Translation by: Jean Verne

De l’accessibilité sur internet à la conception d’applications, en passant par la traduction automatique, les langues font partie intégrante de l’évolution des écosystèmes numériques. La compréhension d’une langue participe à la définition de l’identité, de la personnalité ainsi que des relations aux autres. C’est un élément clé de notre capacité à créer des liens, mais aussi de la préservation de nos cultures et de nos histoires.

Le manque de diversité linguistique et d’accessibilité au sein de la sphère numérique a un impact double. Tout d’abord, il transforme les technologies connectives en une chambre d’écho où l’anglais (ainsi que d’autres langues dominantes et privilégiées) contrôle une importante partie du contenu disponible, ce qui perpétue et renforce les structures de pouvoir inégalitaires. Actuellement, seul 5% de la population mondiale a l’anglais comme langue maternelle, et pourtant 50% du contenu sur internet répond aux demandes de cette minorité. Cette réalité faussée va à l’encontre des idées fondamentales d’un internet libre, juste et ouvert à tous.

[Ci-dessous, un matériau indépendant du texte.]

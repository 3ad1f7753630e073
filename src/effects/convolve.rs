use crate::{
    foundation::{core::ClipRect, error::FilterResult},
    graph::node::{ConvolveParams, EdgeMode},
    pixel::buffer::PixelBuffer,
};

use super::EffectContext;

/// Matrix convolution of straight-alpha `input` into `out`.
///
/// Pixels whose kernel footprint lies inside the input region read it directly; the rest go
/// through the edge mode. Both paths accumulate in the same order, so they agree bit for bit.
pub(crate) fn apply(
    p: &ConvolveParams,
    ctx: &EffectContext<'_>,
    input: &PixelBuffer,
    out: &mut PixelBuffer,
) -> FilterResult<()> {
    let clip = out.clip().intersect(input.clip());
    ctx.check_canvas("convolution", clip)?;
    if clip.is_empty() {
        return Ok(());
    }

    let kernel = flipped_kernel(p);
    let (ox, oy) = (p.order_x as i32, p.order_y as i32);
    let (tx, ty) = (p.target_x as i32, p.target_y as i32);

    for y in clip.top..clip.bottom {
        let rows_inside = y - ty >= clip.top && y - ty + oy <= clip.bottom;
        for x in clip.left..clip.right {
            let inside = rows_inside && x - tx >= clip.left && x - tx + ox <= clip.right;
            let px = if inside {
                convolve_at(p, &kernel, input, x, y, |sx, sy| input.pixel(sx, sy))
            } else {
                convolve_at(p, &kernel, input, x, y, |sx, sy| {
                    sample_edge(input, clip, p.edge_mode, sx, sy)
                })
            };
            out.set_pixel(x, y, px);
        }
    }
    out.set_color_space(input.color_space());
    out.set_premultiplied(false);
    Ok(())
}

/// Kernel rotated by 180 degrees so it can be walked in source order.
fn flipped_kernel(p: &ConvolveParams) -> Vec<f32> {
    let mut k = p.kernel.clone();
    k.reverse();
    k
}

/// Evaluate the kernel at `(x, y)` reading source pixels through `fetch`.
#[inline]
pub(crate) fn convolve_at(
    p: &ConvolveParams,
    kernel: &[f32],
    input: &PixelBuffer,
    x: i32,
    y: i32,
    fetch: impl Fn(i32, i32) -> [u8; 4],
) -> [u8; 4] {
    let (ox, oy) = (p.order_x as i32, p.order_y as i32);
    let (tx, ty) = (p.target_x as i32, p.target_y as i32);
    let mut sum = [0.0f32; 4];
    let mut k = kernel.iter();
    for i in 0..oy {
        for j in 0..ox {
            let w = k.next().copied().unwrap_or(0.0);
            let s = fetch(x - tx + j, y - ty + i);
            for c in 0..4 {
                sum[c] += f32::from(s[c]) * w;
            }
        }
    }

    let bias = p.bias * 255.0;
    let chan = |v: f32| (v / p.divisor + bias).round().clamp(0.0, 255.0) as u8;
    let a = if p.preserve_alpha {
        input.pixel(x, y)[3]
    } else {
        chan(sum[3])
    };
    [chan(sum[0]), chan(sum[1]), chan(sum[2]), a]
}

/// Read `(x, y)` relative to the input region `clip` using the edge policy.
#[inline]
pub(crate) fn sample_edge(
    input: &PixelBuffer,
    clip: ClipRect,
    mode: EdgeMode,
    x: i32,
    y: i32,
) -> [u8; 4] {
    if clip.contains(x, y) {
        return input.pixel(x, y);
    }
    match mode {
        EdgeMode::Duplicate => input.pixel(
            x.clamp(clip.left, clip.right - 1),
            y.clamp(clip.top, clip.bottom - 1),
        ),
        EdgeMode::Wrap => input.pixel(
            clip.left + (x - clip.left).rem_euclid(clip.width()),
            clip.top + (y - clip.top).rem_euclid(clip.height()),
        ),
        EdgeMode::None => [0; 4],
    }
}

#[cfg(test)]
#[path = "../../tests/unit/effects/convolve.rs"]
mod tests;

Ensuite, l’exclusion linguistique peut restreindre le flux d’informations et la manière dont elles sont partagées ou assimilées. Celle-ci risque même de faire prévaloir des points de vue faussés et inexacts. Comme l’explique Mark Graham de l’Oxford Internet Institute : “Les pays riches se définissent principalement eux-mêmes, et les pays pauvres sont principalement définis par les autres.” Les ramifications d’un flux restreint ou unidirectionnel de l’information sont considérables, à la fois au niveau macro et micro. Comme c’est souvent le cas, les groupes les plus marginalisés sont ceux faisant face aux plus grandes difficultés en matière d’accès aux espaces numériques.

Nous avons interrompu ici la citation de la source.